- _Prompt_
For the material below, output exactly the span from the line with "pub fn visible(&self)" to the line with "pub fn deselect(&mut", including both, and nothing besides.

- _Excerpted records_
--- START ---

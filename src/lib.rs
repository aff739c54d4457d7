//! # Chatlog Review
//!
//! A review engine for inspecting and annotating logged chatbot
//! conversations.
//!
//! A reviewer loads a set of logged user-query / bot-response exchanges,
//! narrows them with filters (status, category, source, confidence, free
//! text), walks through the filtered view, and edits review metadata
//! (status, classification, commentary, thumbs up / down). Edits replace
//! whole entries by id in a single-writer in-memory store.
//!
//! ## Architecture
//!
//! ```text
//! ┌──────────────┐   ┌──────────────┐   ┌──────────────┐
//! │  Log file    │──▶│  LogStore    │──▶│ Filter/Stats │
//! │  (JSON)      │   │  (in-memory) │   │   engine     │
//! └──────────────┘   └──────┬───────┘   └──────┬───────┘
//!                           │                  │
//!                           ▼                  ▼
//!                    ┌─────────────────────────────┐
//!                    │  ReviewSession / CLI (clr)  │
//!                    └─────────────────────────────┘
//! ```
//!
//! ## Quick Start
//!
//! ```bash
//! clr list --status flagged --search disease
//! clr show 2
//! clr vote 2 up
//! clr triage 2
//! clr stats
//! ```
//!
//! ## Modules
//!
//! | Module | Purpose |
//! |--------|---------|
//! | [`config`] | TOML configuration parsing |
//! | [`models`] | Core data types |
//! | [`store`] | Log store trait and in-memory implementation |
//! | [`filter`] | Filter predicates and `apply_filters` |
//! | [`stats`] | Aggregate review statistics |
//! | [`navigate`] | Next / previous over a filtered view |
//! | [`session`] | Store + filters + selection |
//! | [`dataset`] | Log-file loading and saving |
//! | [`list`], [`get`], [`review`], [`export`] | CLI commands |

pub mod config;
pub mod dataset;
pub mod export;
pub mod filter;
pub mod get;
pub mod list;
pub mod models;
pub mod navigate;
pub mod output;
pub mod review;
pub mod session;
pub mod stats;
pub mod store;
//! Output format selection for CLI commands.
//!
//! Human output is a table or labelled block meant for a terminal; JSON
//! output is meant for scripts. Diagnostics always go to **stderr** so that
//! stdout stays parseable.

use std::str::FromStr;

/// Output mode for the CLI: human-readable or JSON.
#[derive(Clone, Copy, Debug, Eq, PartialEq)]
pub enum OutputFormat {
    Human,
    Json,
}

impl OutputFormat {
    /// Default: human output when stdout is a TTY, otherwise JSON.
    pub fn default_for_tty() -> Self {
        if atty::is(atty::Stream::Stdout) {
            OutputFormat::Human
        } else {
            OutputFormat::Json
        }
    }
}

impl FromStr for OutputFormat {
    type Err = String;

    fn from_str(s: &str) -> Result<Self, Self::Err> {
        match s {
            "human" => Ok(OutputFormat::Human),
            "json" => Ok(OutputFormat::Json),
            other => Err(format!("unknown format '{}'. Use human or json.", other)),
        }
    }
}

/// Truncate `text` to at most `max_chars` characters, appending `...` when cut.
pub fn snippet(text: &str, max_chars: usize) -> String {
    let mut chars = text.chars();
    let head: String = chars.by_ref().take(max_chars).collect();
    if chars.next().is_some() {
        format!("{}...", head)
    } else {
        head
    }
}
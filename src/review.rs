//! Mutating review commands: edit, triage, and vote.
//!
//! Each command loads the log file into a store, applies one operation, and
//! writes the log file back only when the operation changed something. An
//! unknown id is reported on stderr and is otherwise a no-op.

use anyhow::Result;

use crate::config::Config;
use crate::dataset;
use crate::models::{LogEntry, ReviewStatus, Vote};
use crate::store::LogStore;

/// Field edits requested by `clr edit`. `None` leaves a field as is.
#[derive(Debug, Clone, Default)]
pub struct EntryEdit {
    pub status: Option<ReviewStatus>,
    pub classification: Option<String>,
    pub commentary: Option<String>,
    pub category: Option<String>,
    pub reviewer_id: Option<String>,
}

impl EntryEdit {
    pub fn is_empty(&self) -> bool {
        self.status.is_none()
            && self.classification.is_none()
            && self.commentary.is_none()
            && self.category.is_none()
            && self.reviewer_id.is_none()
    }

    /// Apply the edit to `entry`. An empty string clears an optional field.
    pub fn apply(&self, entry: &mut LogEntry) {
        if let Some(status) = self.status {
            entry.status = status;
        }
        set_optional(&mut entry.classification, &self.classification);
        set_optional(&mut entry.commentary, &self.commentary);
        set_optional(&mut entry.category, &self.category);
        set_optional(&mut entry.reviewer_id, &self.reviewer_id);
    }
}

fn set_optional(field: &mut Option<String>, value: &Option<String>) {
    if let Some(v) = value {
        *field = if v.is_empty() { None } else { Some(v.clone()) };
    }
}

/// Apply `edit` to the entry with `id` inside `store`.
pub fn edit_entry<S: LogStore>(store: &mut S, id: &str, edit: &EntryEdit) -> bool {
    let mut entry = match store.get(id) {
        Some(e) => e.clone(),
        None => {
            tracing::debug!(id, "edit: no entry with this id");
            return false;
        }
    };
    edit.apply(&mut entry);
    store.replace(entry)
}

pub fn run_edit(config: &Config, id: &str, edit: &EntryEdit) -> Result<()> {
    if edit.is_empty() {
        eprintln!("Nothing to edit: pass at least one of --status, --classification, --commentary, --category, --reviewer.");
        return Ok(());
    }
    let mut store = dataset::load_store(config)?;
    if edit_entry(&mut store, id, edit) {
        dataset::save_store(config, &store)?;
        println!("Updated entry {}.", id);
    } else {
        eprintln!("Entry not found: {} (nothing changed)", id);
    }
    Ok(())
}

pub fn run_triage(config: &Config, id: &str) -> Result<()> {
    let mut store = dataset::load_store(config)?;
    if store.triage(id) {
        dataset::save_store(config, &store)?;
        println!("Entry {} marked as triaged.", id);
    } else {
        eprintln!("Entry not found: {} (nothing changed)", id);
    }
    Ok(())
}

pub fn run_vote(config: &Config, id: &str, vote: Vote) -> Result<()> {
    let mut store = dataset::load_store(config)?;
    if store.toggle_review(id, vote) {
        dataset::save_store(config, &store)?;
        let state = match store.get(id).and_then(|e| e.vote()) {
            Some(Vote::Up) => "thumbs up",
            Some(Vote::Down) => "thumbs down",
            None => "no vote",
        };
        println!("Entry {}: {}.", id, state);
    } else {
        eprintln!("Entry not found: {} (nothing changed)", id);
    }
    Ok(())
}
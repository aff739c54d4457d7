//! Review session state: the store, the active filters, and the selection.
//!
//! [`ReviewSession`] is the single owner of the working set during a review.
//! Every view it hands out (visible entries, stats, the selected entry) is
//! recomputed from the store on demand, so there is nothing to invalidate
//! after a mutation.

use crate::filter::{apply_filters, FilterSpec};
use crate::models::{LogEntry, Vote};
use crate::navigate;
use crate::stats::{compute_stats, ReviewStats};
use crate::store::LogStore;

pub struct ReviewSession<S: LogStore> {
    store: S,
    filters: FilterSpec,
    selected: Option<String>,
}

impl<S: LogStore> ReviewSession<S> {
    pub fn new(store: S) -> Self {
        Self {
            store,
            filters: FilterSpec::default(),
            selected: None,
        }
    }

    pub fn store(&self) -> &S {
        &self.store
    }

    pub fn into_store(self) -> S {
        self.store
    }

    pub fn filters(&self) -> &FilterSpec {
        &self.filters
    }

    pub fn set_filters(&mut self, filters: FilterSpec) {
        self.filters = filters;
    }

    pub fn clear_filters(&mut self) {
        self.filters.clear();
    }

    /// Entries passing the active filters, in working order.
    pub fn visible(&self) -> Vec<&LogEntry> {
        apply_filters(self.store.entries(), &self.filters)
    }

    /// Stats over the full, unfiltered working set.
    pub fn stats(&self) -> ReviewStats {
        compute_stats(self.store.entries())
    }

    /// Select the entry with `id`. Returns `false` (and keeps the current
    /// selection) when it is not in the visible view.
    pub fn select(&mut self, id: &str) -> bool {
        if self.visible().iter().any(|e| e.id == id) {
            self.selected = Some(id.to_string());
            true
        } else {
            false
        }
    }

    pub fn deselect(&mut self) {
        self.selected = None;
    }

    /// The selected entry, or `None` when nothing is selected or the
    /// selection has fallen outside the active filters.
    pub fn selected(&self) -> Option<&LogEntry> {
        let id = self.selected.as_deref()?;
        if !self.filters.matches(self.store.get(id)?) {
            return None;
        }
        self.store.get(id)
    }

    /// "N of M" for the selected entry within the visible view.
    pub fn selected_position(&self) -> Option<(usize, usize)> {
        let id = self.selected.as_deref()?;
        navigate::position(&self.visible(), id)
    }

    /// Move the selection to the next visible entry. Stays put at the end.
    pub fn select_next(&mut self) -> Option<&LogEntry> {
        let id = self.selected()?.id.clone();
        let next_id = navigate::next(&self.visible(), &id)?.id.clone();
        self.selected = Some(next_id);
        self.selected()
    }

    /// Move the selection to the previous visible entry. Stays put at the start.
    pub fn select_previous(&mut self) -> Option<&LogEntry> {
        let id = self.selected()?.id.clone();
        let prev_id = navigate::previous(&self.visible(), &id)?.id.clone();
        self.selected = Some(prev_id);
        self.selected()
    }

    /// Write an edited entry back and make it the selection.
    pub fn save(&mut self, entry: LogEntry) -> bool {
        let id = entry.id.clone();
        if self.store.replace(entry) {
            self.selected = Some(id);
            true
        } else {
            false
        }
    }

    pub fn triage_selected(&mut self) -> bool {
        match self.selected().map(|e| e.id.clone()) {
            Some(id) => self.store.triage(&id),
            None => false,
        }
    }

    pub fn vote_selected(&mut self, vote: Vote) -> bool {
        match self.selected().map(|e| e.id.clone()) {
            Some(id) => self.store.toggle_review(&id, vote),
            None => false,
        }
    }
}
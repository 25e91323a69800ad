use serde::{Deserialize, Serialize};
use std::fmt;

/// Available remote AI providers
#[derive(Debug, Clone, Serialize, Deserialize, Default, PartialEq)]
#[serde(rename_all = "lowercase")]
pub enum Provider {
    #[default]
    Gemini,
    OpenAI,
}

impl Provider {
    /// Get the string identifier for this provider
    pub fn as_str(&self) -> &'static str {
        match self {
            Provider::Gemini => "gemini",
            Provider::OpenAI => "openai",
        }
    }

    /// Get the environment variable name for this provider's API key
    pub fn api_key_env_var(&self) -> &'static str {
        match self {
            Provider::Gemini => "GEMINI_API_KEY",
            Provider::OpenAI => "OPENAI_API_KEY",
        }
    }

    /// List all available providers
    pub fn all() -> &'static [Provider] {
        &[Provider::Gemini, Provider::OpenAI]
    }

    /// Human-readable display name for this provider
    pub fn display_name(&self) -> &'static str {
        match self {
            Provider::Gemini => "Gemini",
            Provider::OpenAI => "OpenAI",
        }
    }
}

impl fmt::Display for Provider {
    fn fmt(&self, f: &mut fmt::Formatter<'_>) -> fmt::Result {
        write!(f, "{}", self.as_str())
    }
}

impl std::str::FromStr for Provider {
    type Err = String;

    fn from_str(s: &str) -> Result<Self, Self::Err> {
        match s.to_lowercase().as_str() {
            "gemini" | "google" => Ok(Provider::Gemini),
            "openai" => Ok(Provider::OpenAI),
            _ => Err(format!(
                "Unknown provider: {}. Available: gemini, openai",
                s
            )),
        }
    }
}

#[cfg(test)]
mod tests {
    use super::*;

    #[test]
    fn test_from_str_round_trip() {
        for provider in Provider::all() {
            let parsed: Provider = provider.as_str().parse().unwrap();
            assert_eq!(&parsed, provider);
        }
    }

    #[test]
    fn test_from_str_rejects_unknown() {
        assert!("anthropic".parse::<Provider>().is_err());
    }

    #[test]
    fn test_default_is_gemini() {
        assert_eq!(Provider::default(), Provider::Gemini);
    }
}
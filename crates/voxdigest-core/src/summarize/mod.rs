//! LLM-based transcript summarization.
//!
//! A successful transcription is sent to a hosted language model which
//! returns five labeled sections as a JSON object. Both backends request
//! JSON output from the model and parse it into [`SummaryResult`], so a
//! malformed model reply surfaces as a summarization failure rather than
//! a half-filled summary.

mod gemini;
mod openai;

pub use gemini::GeminiSummarizer;
pub use openai::OpenAiSummarizer;

use anyhow::{Context, Result};
use async_trait::async_trait;
use serde::{Deserialize, Serialize};

use crate::config::Provider;

/// Timeout for summarization calls
pub const DEFAULT_TIMEOUT_SECS: u64 = 60;

/// Instruction sent to the summarization model.
pub const SUMMARIZE_PROMPT: &str = "Summarize the following audio transcription. \
Extract key concepts, important quotes, and key facts.\n\n\
After this, identify the main subject or topics discussed in the transcription. \
Based on your knowledge up to your last update, provide a brief overview of any \
recent developments, current discussions, or relevant context pertaining to these \
main subjects. Present this under a section titled \"Latest on this Matter\".\n\n\
Then, provide a student-friendly summary designed to help someone study or review \
the material. Make it clear, concise, and easy to understand, specially on how \
important points connect.\n\n\
Finally, provide a TL;DR summary that incorporates the essence of the transcription \
and any significant points from the \"Latest on this Matter\" section.";

/// The five labeled sections produced by summarization.
///
/// Wire format is camelCase, matching the JSON schema both backends request.
#[derive(Debug, Clone, PartialEq, Serialize, Deserialize)]
#[serde(rename_all = "camelCase")]
pub struct SummaryResult {
    pub key_concepts: String,
    pub quotes: String,
    pub facts: String,
    pub latest_information: String,
    pub tldr_summary: String,
}

/// A remote summarization service.
///
/// Called only with a non-empty transcript; each call is attempted exactly once.
#[async_trait]
pub trait SummarizationBackend: Send + Sync {
    async fn summarize(
        &self,
        client: &reqwest::Client,
        api_key: &str,
        transcription: &str,
    ) -> Result<SummaryResult>;
}

/// Get the summarization backend for a provider
pub fn summarization_backend(provider: &Provider) -> Box<dyn SummarizationBackend> {
    match provider {
        Provider::Gemini => Box::new(GeminiSummarizer),
        Provider::OpenAI => Box::new(OpenAiSummarizer),
    }
}

/// Parse a model's JSON reply into a [`SummaryResult`].
///
/// All five fields are required; a reply missing any of them is an error.
pub(crate) fn parse_summary(json_text: &str) -> Result<SummaryResult> {
    serde_json::from_str(json_text).context("Summarization reply was not a valid summary object")
}

#[cfg(test)]
mod tests {
    use super::*;

    #[test]
    fn test_parse_summary_camel_case() {
        let json = r#"{
            "keyConcepts": "ownership and borrowing",
            "quotes": "\"fearless concurrency\"",
            "facts": "Rust 1.0 shipped in 2015",
            "latestInformation": "recent releases focus on async",
            "tldrSummary": "a talk about Rust"
        }"#;
        let summary = parse_summary(json).unwrap();
        assert_eq!(summary.key_concepts, "ownership and borrowing");
        assert_eq!(summary.latest_information, "recent releases focus on async");
        assert_eq!(summary.tldr_summary, "a talk about Rust");
    }

    #[test]
    fn test_parse_summary_rejects_missing_fields() {
        let json = r#"{"keyConcepts": "a", "quotes": "b"}"#;
        assert!(parse_summary(json).is_err());
    }

    #[test]
    fn test_parse_summary_rejects_non_object() {
        assert!(parse_summary("just some prose").is_err());
    }

    #[test]
    fn test_summary_serializes_camel_case() {
        let summary = SummaryResult {
            key_concepts: "a".into(),
            quotes: "b".into(),
            facts: "c".into(),
            latest_information: "d".into(),
            tldr_summary: "e".into(),
        };
        let json = serde_json::to_value(&summary).unwrap();
        assert!(json.get("keyConcepts").is_some());
        assert!(json.get("tldrSummary").is_some());
        assert!(json.get("key_concepts").is_none());
    }
}
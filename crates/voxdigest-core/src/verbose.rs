//! Verbose logging support for debugging voxdigest operations.
//!
//! Use `set_verbose(true)` to enable verbose output, then use `verbose!()` macro
//! to print debug information. `warn!()` always prints, for non-fatal failures
//! (e.g. a decorative fetch falling back to its placeholder).

use std::sync::atomic::{AtomicBool, Ordering};

static VERBOSE: AtomicBool = AtomicBool::new(false);

/// Enable or disable verbose logging
pub fn set_verbose(enabled: bool) {
    VERBOSE.store(enabled, Ordering::SeqCst);
}

/// Check if verbose logging is enabled
pub fn is_verbose() -> bool {
    VERBOSE.load(Ordering::SeqCst)
}

/// Log a formatted message if verbose mode is enabled
#[macro_export]
macro_rules! verbose {
    ($($arg:tt)*) => {
        if $crate::verbose::is_verbose() {
            eprintln!("[verbose] {}", format!($($arg)*));
        }
    };
}

/// Log a non-fatal warning to stderr
#[macro_export]
macro_rules! warn {
    ($($arg:tt)*) => {
        eprintln!("[warn] {}", format!($($arg)*));
    };
}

--- END ---

- _Solution to this problem_
    pub fn visible(&self) -> Vec<&LogEntry> {
        apply_filters(self.store.entries(), &self.filters)
    }

    /// Stats over the full, unfiltered working set.
    pub fn stats(&self) -> ReviewStats {
        compute_stats(self.store.entries())
    }

    /// Select the entry with `id`. Returns `false` (and keeps the current
    /// selection) when it is not in the visible view.
    pub fn select(&mut self, id: &str) -> bool {
        if self.visible().iter().any(|e| e.id == id) {
            self.selected = Some(id.to_string());
            true
        } else {
            false
        }
    }

    pub fn deselect(&mut self) {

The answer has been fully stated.